Осталось сказать о Синташте, открытой на юге Челябинской области раньше Аркаима. Это тоже древнее городище; неподалеку от него – знаменитый Синташтинский могильник эпохи бронзы. В погребениях под низкими курганами были обнаружены сосуды, бронзовые топоры и копья, остатки боевых колесниц... В переводе с тюркского «сынтасты» обозначает каменное изваяние: «сын» – изваяние, идол, «тас» или «таш» – камень. Три фотоснимка из этих раскопок помещены даже в двухтомнике «Мифы народов мира». Здесь найдено много, хотя от «солнца» Синташты остался всего лишь «полумесяц» (см. правую часть триптиха): изменившееся русло реки Синташты со временем просто смыло основную часть городища. Но почти все орнаменты на периферии моего триптиха как раз с сосудов Синташты, и самый интересный орнамент, на мой взгляд, окаймляет «серп» Синташты. За ним идут рисунки, подсказанные наскальными изображениями, – стрелок в колеснице с лошадьми, а также животные, обитавшие в эпоху бронзы в Южном Зауралье, – верблюд, волк, лоси...

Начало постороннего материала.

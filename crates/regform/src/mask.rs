//! Input masks for the national-ID and mobile-number fields
//!
//! Masks only reshape text while the user types. They never validate; a
//! half-typed CNIC is formatted as far as it goes and left for the rule set
//! to reject.

/// Digits in a full CNIC
pub const CNIC_DIGITS: usize = 13;

/// Digits kept in a mobile number (the country code is added on submit)
pub const MOBILE_DIGITS: usize = 10;

// Group boundaries of `XXXXX-XXXXXXX-X`
const CNIC_GROUP_A: usize = 5;
const CNIC_GROUP_B: usize = 12;

/// Which mask a field uses
#[derive(Debug, Clone, Copy, PartialEq, Eq)]
pub enum Mask {
    /// `XXXXX-XXXXXXX-X`
    Cnic,
    /// Up to ten bare digits
    MobileNumber,
}

impl Mask {
    /// Format the full text of the input after a keystroke
    pub fn apply(self, raw: &str) -> String {
        let formatted = match self {
            Mask::Cnic => format_cnic(raw),
            Mask::MobileNumber => format_mobile_number(raw),
        };
        tracing::trace!(mask = ?self, raw, formatted = %formatted, "applied input mask");
        formatted
    }
}

fn digits(raw: &str, limit: usize) -> String {
    raw.chars().filter(char::is_ascii_digit).take(limit).collect()
}

/// Reshape typed text into `XXXXX`, `XXXXX-XXXXXXX` or `XXXXX-XXXXXXX-X`
///
/// Non-digits are dropped and digits beyond the thirteenth are ignored, so the
/// result is at most 15 characters. Running it on its own output is a no-op.
///
/// ```
/// use regform::format_cnic;
/// assert_eq!(format_cnic("1234512345671"), "12345-1234567-1");
/// assert_eq!(format_cnic("123456"), "12345-6");
/// assert_eq!(format_cnic("12345"), "12345");
/// ```
pub fn format_cnic(raw: &str) -> String {
    let d = digits(raw, CNIC_DIGITS);
    let mut out = String::with_capacity(CNIC_DIGITS + 2);
    for (i, c) in d.chars().enumerate() {
        if i == CNIC_GROUP_A || i == CNIC_GROUP_B {
            out.push('-');
        }
        out.push(c);
    }
    out
}

/// Keep the first ten digits of the typed text
///
/// ```
/// use regform::format_mobile_number;
/// assert_eq!(format_mobile_number("03001234567890"), "0300123456");
/// assert_eq!(format_mobile_number("300-123 4567"), "3001234567");
/// ```
pub fn format_mobile_number(raw: &str) -> String {
    digits(raw, MOBILE_DIGITS)
}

На небе помещены, словно планеты или звезды, изображения донышек сосудов с солярной символикой (тоже из раскопок Синташты). А созвездие Большой Медведицы, часто называемое в легендах «Колесницей», как бы примыкает к летящей ночной бабочке-медведице (Аrctia). И, что удивительно, по греческому мифу, в созвездие Большой Медведицы Зевсом был превращен царь АРКАдии АРКАс, сын нимфы Каллисто, которая была превращена в созвездие Малой Медведицы. В честь царя Аркаса названа одна из из бабочек-голубянок (Nausithous), которая, я думаю, есть на Аркаиме. На картине изображена также бабочка-бархатница аркания. Это слово происходит от латинского «Агсаша» – таинственная, скрытная.
Слово «Аркаим» с тюркского переводят как «арка» – спинной хребет, а «арка ер» – возвышенная местность, «Арка-тау» – гора, как спинной хребет. Частица «им» привносит ласкательный оттенок – милый, миленький. Пример: янкаим – душа моя, Челябекаим – милый мой Челябинск и т.д. Аркаим получил свое название от близлежащей одноименной горы.
Одна из гипотез помещает родину ариев (древних иранцев) в наши степи, где Ахурамазда создал АРЙАНУ ВЭДЖА – «арийский простор», страну, описанную в «Авесте».
В 1992 году Тамара Глоба, побывав в Аркаиме, сказала, что он был открыт в момент вхождения Юпитера в созвездие Овена. За 12 лет с момента открытия – в 1987 году – город пройдет через массу испытаний, даже приутихнет к нему интерес. Ну а в 1997 году Уран войдет в Водолей и придет время Нового Правления. Судьба Аркаима будет светлой и обнадеживающей. Он станет известным всему миру.